Donald Giesen from Fennimore, Wisconsin works with Herb.
"Well Herb's a family man and he's told me about his Marine Corps service. And he used to run bikes himself so it's a great way to get him back on the road," Giesen said.
But even through every riders can't see the giant flag above their welcome organizers say going 'all out' is a part of their mission: connecting visually impaired veterans...
...people forced to be vulnerable after holding highly physical positions.
"So at one point of time in their life they were almost like supermen, right?" T.J. Oman, the ride organizer, said.
"When they are stricken with this visual impairment it's not only a physical affliction but it's an emotional affliction also. They tend to withdraw. They tend to kind of shy away," Oman said.

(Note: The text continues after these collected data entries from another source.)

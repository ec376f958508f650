//! Backup stamp formatting and parsing.
//!
//! Stamps are written in local time but carry no zone. Parsing first reads
//! them as UTC; a result that lands further in the future than the allowed
//! skew must have been a local stamp east of UTC, and is reinterpreted as
//! local time.

use crate::{Error, Result};
use chrono::{DateTime, Local, NaiveDateTime, TimeZone, Utc};

/// `strftime` layout of a backup stamp.
pub const STAMP_FORMAT: &str = "%Y%m%d%H%M%S";

/// Default future skew tolerated before a stamp is read as local time.
pub const DEFAULT_FUTURE_SKEW_MINUTES: i64 = 5;

/// Stamp for a backup taken now.
pub fn now_stamp() -> String {
    Local::now().format(STAMP_FORMAT).to_string()
}

fn parse_naive(stamp: &str) -> Option<NaiveDateTime> {
    if stamp.len() != 14 || !stamp.bytes().all(|b| b.is_ascii_digit()) {
        return None;
    }
    NaiveDateTime::parse_from_str(stamp, STAMP_FORMAT).ok()
}

/// Parses a stamp with the default skew, relative to the current time.
///
/// Returns `None` for anything that is not a valid `YYYYMMDDHHMMSS` stamp.
pub fn parse_stamp(stamp: &str) -> Option<DateTime<Utc>> {
    parse_stamp_at(stamp, DEFAULT_FUTURE_SKEW_MINUTES, Utc::now())
}

/// Parses a stamp as of `now`, allowing `skew_minutes` of future drift.
pub fn parse_stamp_at(stamp: &str, skew_minutes: i64, now: DateTime<Utc>) -> Option<DateTime<Utc>> {
    let naive = parse_naive(stamp)?;
    let as_utc = naive.and_utc();

    if as_utc - now > chrono::Duration::minutes(skew_minutes) {
        // Nonexistent local times (DST gaps) keep the UTC reading.
        if let Some(local) = Local.from_local_datetime(&naive).earliest() {
            return Some(local.with_timezone(&Utc));
        }
    }
    Some(as_utc)
}

/// Validates a cutoff stamp for pruning.
///
/// # Errors
/// `InvalidStamp` when `stamp` is not `YYYYMMDDHHMMSS`.
pub fn parse_cutoff(stamp: &str) -> Result<DateTime<Utc>> {
    parse_stamp(stamp).ok_or_else(|| Error::InvalidStamp {
        stamp: stamp.to_string(),
    })
}
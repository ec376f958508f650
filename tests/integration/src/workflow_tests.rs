//! End-to-end editing flows
//!
//! These tests exercise the complete path: parse -> match -> mutate -> re-parse.

use pretty_assertions::assert_eq;
use sshcfg_blocks::{format_block, parse_config, parse_config_files, rank};
use sshcfg_core::{ConfigEditor, Error, add_tags, hosts_with_tag, set_tag_color, tag_counts};
use sshcfg_fs::absolutize;
use sshcfg_test_utils::{sample_config, temp_config, write_config};
use std::fs;
use tempfile::TempDir;

#[test]
fn test_literal_host_is_sole_primary_over_included_wildcard() {
    let temp = TempDir::new().unwrap();
    let sample = sample_config(temp.path());

    let blocks = parse_config_files(&[&sample.config]);
    let ranking = rank("foo", &blocks);

    assert_eq!(ranking.primary().len(), 1);
    let foo = ranking.single().unwrap();
    assert_eq!(foo.patterns, vec!["foo"]);
    assert_eq!(foo.source_file, absolutize(&sample.config));

    let ranking = rank("db.example.com", &blocks);
    assert_eq!(ranking.single().unwrap().source_file, absolutize(&sample.include));
}

#[test]
fn test_set_option_on_matched_host() {
    let temp = TempDir::new().unwrap();
    let sample = sample_config(temp.path());

    let blocks = parse_config_files(&[&sample.config]);
    let mut updated = rank("foo", &blocks).single().unwrap().clone();
    let original = updated.clone();
    updated.set_option("user", "bob");
    updated.set_option("Port", "2222");

    ConfigEditor::new()
        .replace(&original.source_file, &original, &updated.patterns, &updated.options)
        .unwrap();

    let blocks = parse_config_files(&[&sample.config]);
    let foo = rank("foo", &blocks).single().unwrap();
    assert_eq!(foo.option("User"), Some("bob"));
    assert_eq!(foo.option("Port"), Some("2222"));
    assert_eq!(foo.option("HostName"), Some("foo.example.com"));
    assert_eq!(blocks.len(), 2, "included file must still be parsed");
}

#[test]
fn test_replace_with_same_content_is_identity() {
    let content = "\
# @tagdef prod red

# @tags: prod
Host web
    HostName 10.0.0.5
    User deploy

Host db
    HostName 10.0.0.6
";
    let (_temp, config) = temp_config(content);

    for query in ["web", "db"] {
        let blocks = parse_config_files(&[&config]);
        let block = rank(query, &blocks).single().unwrap().clone();
        ConfigEditor::new()
            .replace(&config, &block, &block.patterns, &block.options)
            .unwrap();
    }

    assert_eq!(fs::read_to_string(&config).unwrap(), content);
}

#[test]
fn test_appended_block_parses_back_identically() {
    let (_temp, config) = temp_config("Host a\n    User x");
    let patterns = vec!["b".to_string(), "b.local".to_string()];
    let options = vec![
        ("HostName".to_string(), "10.1.1.1".to_string()),
        ("IdentityFile".to_string(), "~/.ssh/id_b".to_string()),
    ];

    ConfigEditor::new().append(&config, &patterns, &options).unwrap();

    let content = fs::read_to_string(&config).unwrap();
    assert!(content.ends_with(&format!("\n\n{}", format_block(&patterns, &options))));

    let blocks = parse_config_files(&[&config]);
    assert_eq!(blocks[1].patterns, patterns);
    assert_eq!(blocks[1].options, options);
}

#[test]
fn test_ambiguous_query_blocks_mutation() {
    let (_temp, config) = temp_config("Host web*\n    User a\n\nHost web?\n    User b\n");
    let blocks = parse_config_files(&[&config]);

    let ranking = rank("web1", &blocks);
    let err = ranking.single().map(|_| ()).map_err(Error::from).unwrap_err();
    let message = err.to_string();
    assert!(message.contains(":1"), "got: {message}");
    assert!(message.contains(":4"), "got: {message}");

    // Read-only lookups still resolve to the first declaration.
    assert_eq!(ranking.best().unwrap().lineno, 1);
}

#[test]
fn test_tag_lifecycle() {
    let temp = TempDir::new().unwrap();
    let config = write_config(temp.path(), "config", "Host api\n    HostName 10.0.0.2\n");
    let editor = ConfigEditor::new();

    set_tag_color(&editor, &config, "prod", "red").unwrap();

    let parsed = parse_config(&[&config]);
    let api = rank("api", &parsed.blocks).single().unwrap().clone();
    add_tags(&editor, &parsed, &api, &["PROD"]).unwrap();

    let parsed = parse_config(&[&config]);
    assert_eq!(tag_counts(&parsed.blocks).get("prod"), Some(&1));
    let tagged: Vec<String> = hosts_with_tag(&parsed.blocks, "prod")
        .iter()
        .map(|b| b.display_name())
        .collect();
    assert_eq!(tagged, vec!["api"]);

    assert_eq!(
        fs::read_to_string(&config).unwrap(),
        "# @tagdef prod red\n\n# @tags: prod\nHost api\n    HostName 10.0.0.2\n"
    );
}

#[test]
fn test_remove_then_reparse_line_numbers() {
    let content = "\
Host a
    User 1
    Port 1

Host b
    User 2
    Port 2
Host c
    User 3
    Port 3
";
    let (_temp, config) = temp_config(content);
    let blocks = parse_config_files(&[&config]);
    let b = rank("b", &blocks).single().unwrap().clone();
    assert_eq!(b.lineno, 5);

    ConfigEditor::new().remove(&config, &b).unwrap();

    let updated = fs::read_to_string(&config).unwrap();
    assert_eq!(updated.lines().count(), 7);
    let lines: Vec<&str> = updated.lines().collect();
    for block in parse_config_files(&[&config]) {
        assert!(lines[block.lineno - 1].starts_with("Host "));
    }
}
//! Editing layer for the SSH config manager
//!
//! This crate turns the pure parsing and text operations of the lower
//! crates into safe edits of files on disk:
//!
//! - **Editing**: replace, remove, and append host blocks with precondition
//!   checks, a backup, and an atomic write ([`ConfigEditor`])
//! - **Backups**: timestamped copies with discovery, restore, and pruning
//!   ([`BackupManager`])
//! - **Tags**: tag assignment against per-file tag definitions ([`tags`])
//! - **Sources**: default entrypoint discovery ([`sources`])
//!
//! # Architecture
//!
//! ```text
//!              front-ends (CLI / UI)
//!                        |
//!                   sshcfg-core
//!                        |
//!         +--------------+-------------+
//!         |              |             |
//!     sshcfg-fs    sshcfg-blocks   sshcfg-meta
//! ```
//!
//! # Example
//!
//! ```no_run
//! use sshcfg_core::{ConfigEditor, Result};
//! use sshcfg_blocks::{parse_config_files, rank};
//! use std::path::Path;
//!
//! fn set_user(config: &Path, host: &str, user: &str) -> Result<()> {
//!     let blocks = parse_config_files(&[config]);
//!     let block = rank(host, &blocks).single()?.clone();
//!
//!     let mut options = block.options.clone();
//!     options.retain(|(key, _)| !key.eq_ignore_ascii_case("user"));
//!     options.push(("User".to_string(), user.to_string()));
//!
//!     ConfigEditor::new().replace(&block.source_file, &block, &block.patterns, &options)?;
//!     Ok(())
//! }
//! ```

pub mod backup;
pub mod config;
pub mod editor;
pub mod error;
pub mod logging;
pub mod sources;
pub mod tags;

pub use backup::{BackupEntry, BackupManager, PruneOptions, PruneReport, RestoreOutcome};
pub use config::{BackupConfig, EditorConfig};
pub use editor::ConfigEditor;
pub use error::{Error, Result};
pub use sources::{default_config_path, discover_config_files};
pub use tags::{add_tags, hosts_with_tag, remove_tags, set_tag_color, tag_counts};

#[cfg(test)]
mod tests {
    use super::*;
    use std::path::PathBuf;

    #[test]
    fn error_not_found_displays_path() {
        let error = Error::NotFound {
            path: PathBuf::from("/home/u/.ssh/config"),
        };

        let display = format!("{}", error);
        assert!(
            display.contains("/home/u/.ssh/config"),
            "Error display should contain the path, got: {}",
            display
        );
    }

    #[test]
    fn error_undefined_tags_lists_every_tag() {
        let error = Error::UndefinedTags {
            tags: vec!["prod".to_string(), "lab".to_string()],
            path: PathBuf::from("/c"),
        };
        assert_eq!(error.to_string(), "Tags not defined in /c: prod, lab");
    }
}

"It's very difficult," Kent said. "I drove semi for 38 years and now I can't drive nothing."
But it's hard to be shy on a bike.
"I do ride two-up a lot but not very often with people I don't know. But Herb's been a great rider. He leans when you're supposed to. He's fantastic," Giesen said.
And one extra note about the ride's name: VIPER. It's not just a cool mascot - it actually stands for 'visually impaired patriots experiencing the road'.
Organizers are already planning their second annual ride for next summer.